Babacar Kanté

Babacar Kanté
Résidents Labex RFIEA+
pas Eurias

dates de séjour

17/02/2020 - 13/07/2020

discipline

Droit

Fonction d’origine

Professeur

Institution d’origine

Université Gaston Berger de Saint-Louis (Sénégal)

pays d'origine

Sénégal

projet de recherche

Droit constitutionnel et irénologie : pour une science constitutionnelle de la crise

Les recherches sur les conflits révèlent que les périodes de crises, de tensions ou de guerres ont été plus longues que celles de paix entre les nations ou au sein des nations. Dans les relations internationales comme dans le cadre national, le principe semble donc être la crise alors que les relations pacifiques seraient l’exception. Si cette assertion est correcte, elle l’est encore plus en Afrique.

Il est vrai que les conflits sont inhérents à la vie en société. Mais les pays africains, notamment de l’espace francophone ont, en effet, connu de longues périodes de crises et de confits. Il en a été ainsi en Afrique de l’ouest pendant la période antérieure à la coloniale, durant la colonisation et au cours de la période post coloniale. Que cette tendance persiste encore aujourd’hui peut paraître, à tout le moins, étrange. On constate que sur le continent, environ trente-quatre pays, sur les cinquante Etats, connaissent aujourd’hui une crise ouverte ou latente.

Pourtant, après leur accession l’indépendance, les pays de l’Afrique de l’ouest, dans leur majorité, ont connu une évolution qu’on pourrait résumer en trois grandes étapes. Dans un premier temps, les régimes politiques mis en place se caractérisaient par un certain autoritarisme. Ils étaient tous marqués par le système du parti unique, avec toutes les conséquences déjà connues qui s’y attachaient. Ensuite, ils ont amorcé ce qu’il est convenu d’appeler l’ouverture de la transition démocratique. Enfin, actuellement, on assiste à une gestion de cette transition faite de hauts et de bas, avec une alternance des avancées et des reculs démocratiques.

Mais ce qui caractérise encore plus la période actuelle est, paradoxalement, la recrudescence des crises. Cette situation est d’autant plus étonnante que l’ouverture de la transition démocratique avait suscité un vent d’espoir. Cette ouverture a en effet été marquée par la conférence nationale de février 1990 au Bénin, qui a été suivie par d’autres du même genre dans les pays francophones. Ces conférences avaient pour objet de faire le bilan de l’exercice du pouvoir dans les pays concernés et d’instaurer un nouvel ordre juridique et politique. On a ainsi pu noter une ouverture vers le pluralisme politique par la reconnaissance du multipartisme, une promotion de la décentralisation, l’affirmation de la liberté du commerce de l’industrie, la consécration de juridictions constitutionnelles autonomes, la création d’autorités administratives indépendantes, etc.

Ces crises qui gangrènent actuellement les régimes politiques de l’Afrique de l’ouest francophone trouvent leur origine généralement dans la lutte pour l’accession au pouvoir et sa conservation, c’est-à-dire dans l’organisation de l’élection présidentielle.
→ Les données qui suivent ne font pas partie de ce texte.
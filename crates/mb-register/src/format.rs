//! Register value formats
//!
//! A format knows how many 16-bit words it occupies and how to turn those
//! words into a [`Value`] and back. Multi-word formats come in both word
//! orders since meters disagree on which half comes first.
//!
//! # Word Layout
//! ```text
//! U32Be: [hi] [lo]      U32Le: [lo] [hi]
//! F32Be: [hi] [lo]      (IEEE-754 single precision)
//! Text(n): n words, two ASCII chars per word, high byte first
//! ```

use crate::error::CodecError;
use crate::value::Value;

/// Encoding of a register value
#[derive(Debug, Clone, Copy, PartialEq, Eq, Hash)]
#[cfg_attr(feature = "serde", derive(serde::Serialize, serde::Deserialize))]
#[cfg_attr(feature = "serde", serde(rename_all = "snake_case"))]
pub enum Format {
    /// Unsigned 16-bit integer
    U16,
    /// Signed 16-bit integer
    S16,
    /// Unsigned 32-bit integer, high word first
    U32Be,
    /// Unsigned 32-bit integer, low word first
    U32Le,
    /// Signed 32-bit integer, high word first
    S32Be,
    /// Signed 32-bit integer, low word first
    S32Le,
    /// IEEE-754 single precision float, high word first
    F32Be,
    /// Fixed-length ASCII text spanning the given number of registers
    Text(u16),
}

impl Format {
    /// Returns a human-readable name for the format
    pub fn name(&self) -> &'static str {
        match self {
            Format::U16 => "u16",
            Format::S16 => "s16",
            Format::U32Be => "u32be",
            Format::U32Le => "u32le",
            Format::S32Be => "s32be",
            Format::S32Le => "s32le",
            Format::F32Be => "f32be",
            Format::Text(_) => "text",
        }
    }

    /// Number of registers the format occupies
    pub fn register_count(&self) -> u16 {
        match self {
            Format::U16 | Format::S16 => 1,
            Format::U32Be | Format::U32Le | Format::S32Be | Format::S32Le | Format::F32Be => 2,
            Format::Text(n) => (*n).max(1),
        }
    }

    /// Whether the decoded value is numeric (and therefore scalable)
    pub fn is_numeric(&self) -> bool {
        !matches!(self, Format::Text(_))
    }

    /// Decode raw register words into an unscaled value
    pub fn decode(&self, words: &[u16]) -> Result<Value, CodecError> {
        let expected = self.register_count();
        if words.len() != expected as usize {
            return Err(CodecError::WrongCount {
                expected,
                actual: words.len(),
            });
        }

        let value = match self {
            Format::U16 => Value::Int(words[0] as i64),
            Format::S16 => Value::Int(words[0] as i16 as i64),
            Format::U32Be => Value::Int(join(words[0], words[1]) as i64),
            Format::U32Le => Value::Int(join(words[1], words[0]) as i64),
            Format::S32Be => Value::Int(join(words[0], words[1]) as i32 as i64),
            Format::S32Le => Value::Int(join(words[1], words[0]) as i32 as i64),
            Format::F32Be => Value::Float(f32::from_bits(join(words[0], words[1])) as f64),
            Format::Text(_) => {
                let bytes: Vec<u8> = words.iter().flat_map(|w| w.to_be_bytes()).collect();
                let text = String::from_utf8_lossy(&bytes);
                Value::Text(text.trim_end_matches(&['\0', ' '][..]).to_string())
            }
        };

        Ok(value)
    }

    /// Encode an unscaled value into register words
    pub fn encode(&self, value: &Value) -> Result<Vec<u16>, CodecError> {
        match self {
            Format::U16 => {
                let v = self.integer(value, 0, u16::MAX as i64)?;
                Ok(vec![v as u16])
            }
            Format::S16 => {
                let v = self.integer(value, i16::MIN as i64, i16::MAX as i64)?;
                Ok(vec![v as i16 as u16])
            }
            Format::U32Be | Format::U32Le => {
                let v = self.integer(value, 0, u32::MAX as i64)? as u32;
                Ok(self.split(v))
            }
            Format::S32Be | Format::S32Le => {
                let v = self.integer(value, i32::MIN as i64, i32::MAX as i64)? as i32;
                Ok(self.split(v as u32))
            }
            Format::F32Be => {
                let v = value.as_f64().ok_or(CodecError::WrongKind {
                    kind: value.kind(),
                    format: self.name(),
                })?;
                let bits = (v as f32).to_bits();
                Ok(vec![(bits >> 16) as u16, bits as u16])
            }
            Format::Text(_) => {
                let text = value.as_str().ok_or(CodecError::WrongKind {
                    kind: value.kind(),
                    format: self.name(),
                })?;
                let capacity = self.register_count() as usize * 2;
                if !text.is_ascii() || text.len() > capacity {
                    return Err(CodecError::OutOfRange {
                        value: text.to_string(),
                        format: self.name(),
                    });
                }
                let mut bytes = text.as_bytes().to_vec();
                bytes.resize(capacity, 0);
                Ok(bytes
                    .chunks(2)
                    .map(|pair| u16::from_be_bytes([pair[0], pair[1]]))
                    .collect())
            }
        }
    }

    fn integer(&self, value: &Value, min: i64, max: i64) -> Result<i64, CodecError> {
        let v = match value {
            Value::Int(v) => *v,
            Value::Float(f) if f.is_finite() => f.round() as i64,
            other => {
                return Err(CodecError::WrongKind {
                    kind: other.kind(),
                    format: self.name(),
                })
            }
        };

        if v < min || v > max {
            return Err(CodecError::OutOfRange {
                value: value.to_string(),
                format: self.name(),
            });
        }

        Ok(v)
    }

    fn split(&self, v: u32) -> Vec<u16> {
        let (hi, lo) = ((v >> 16) as u16, v as u16);
        match self {
            Format::U32Le | Format::S32Le => vec![lo, hi],
            _ => vec![hi, lo],
        }
    }
}

fn join(hi: u16, lo: u16) -> u32 {
    ((hi as u32) << 16) | lo as u32
}

#[cfg(test)]
mod tests {
    use super::*;

    #[test]
    fn test_decode_integers() {
        assert_eq!(Format::U16.decode(&[0x4000]).unwrap(), Value::Int(16384));
        assert_eq!(Format::S16.decode(&[0xFFFF]).unwrap(), Value::Int(-1));
        assert_eq!(
            Format::U32Be.decode(&[0x0001, 0x0002]).unwrap(),
            Value::Int(0x0001_0002)
        );
        assert_eq!(
            Format::U32Le.decode(&[0x0002, 0x0001]).unwrap(),
            Value::Int(0x0001_0002)
        );
        assert_eq!(
            Format::S32Be.decode(&[0xFFFF, 0xFFFE]).unwrap(),
            Value::Int(-2)
        );
    }

    #[test]
    fn test_decode_float() {
        // 230.0 = 0x43660000
        assert_eq!(
            Format::F32Be.decode(&[0x4366, 0x0000]).unwrap(),
            Value::Float(230.0)
        );
    }

    #[test]
    fn test_decode_text_trims_padding() {
        let words = [0x5341, 0x3132, 0x3300, 0x0000];
        assert_eq!(
            Format::Text(4).decode(&words).unwrap(),
            Value::Text("SA123".to_string())
        );
    }

    #[test]
    fn test_decode_wrong_count() {
        assert_eq!(
            Format::U32Be.decode(&[1]),
            Err(CodecError::WrongCount {
                expected: 2,
                actual: 1
            })
        );
    }

    #[test]
    fn test_encode_range_checks() {
        assert_eq!(Format::U16.encode(&Value::Int(1000)).unwrap(), vec![1000]);
        assert!(matches!(
            Format::U16.encode(&Value::Int(-1)),
            Err(CodecError::OutOfRange { .. })
        ));
        assert!(matches!(
            Format::S16.encode(&Value::Int(40_000)),
            Err(CodecError::OutOfRange { .. })
        ));
        assert_eq!(Format::S16.encode(&Value::Int(-1)).unwrap(), vec![0xFFFF]);
        assert!(matches!(
            Format::U16.encode(&Value::Text("x".into())),
            Err(CodecError::WrongKind { .. })
        ));
    }

    #[test]
    fn test_encode_word_order() {
        assert_eq!(
            Format::U32Be.encode(&Value::Int(0x0001_0002)).unwrap(),
            vec![0x0001, 0x0002]
        );
        assert_eq!(
            Format::U32Le.encode(&Value::Int(0x0001_0002)).unwrap(),
            vec![0x0002, 0x0001]
        );
    }

    #[test]
    fn test_encode_text_pads() {
        assert_eq!(
            Format::Text(2).encode(&Value::from("AB1")).unwrap(),
            vec![0x4142, 0x3100]
        );
        assert!(Format::Text(1).encode(&Value::from("ABC")).is_err());
    }
}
Elles sont donc de nature fondamentalement politique. Mais, en réalité, au cours de leur évolution, ces crises revêtent progressivement trois aspects. Dans un premier temps, elles se présentent souvent la forme d’un différend politique, bien circonscrit, qui oppose la majorité et l’opposition, au sujet des conditions de l’organisation d’une élection transparente et démocratique. C’est ensuite qu’elles prennent une nature différente en devenant nationales, avant de s’internationaliser finalement. Mais, avec le temps et leur mauvaise gestion, ces crises se transforment en problèmes sécuritaires avec la répression qu’elles engendrent. Cette répression, à son tour, provoque souvent des déplacements de population ; ce qui va donner naissance à ces crises humanitaires.

Face à cette situation, trente ans après l’ouverture de la transition démocratique, on est en droit de se demander légitimement, si le droit constitutionnel, qui a vocation à régir le fonctionnement des institutions politiques, remplit effectivement cette fonction et s’il est encore pertinent. L’échec des tentatives de constitutionnalisation de la vie politique par la soumission du pouvoir au droit devient en effet patent. On se trouve, en effet, devant une évolution cyclique des régimes politiques africains, faite d’un jeu de yoyo constitutionnel oscillant entre des progrès et des négations des principes démocratiques. Il est, dès lors, nécessaire de réfléchir à une nouvelle approche du droit constitutionnel en Afrique francophone.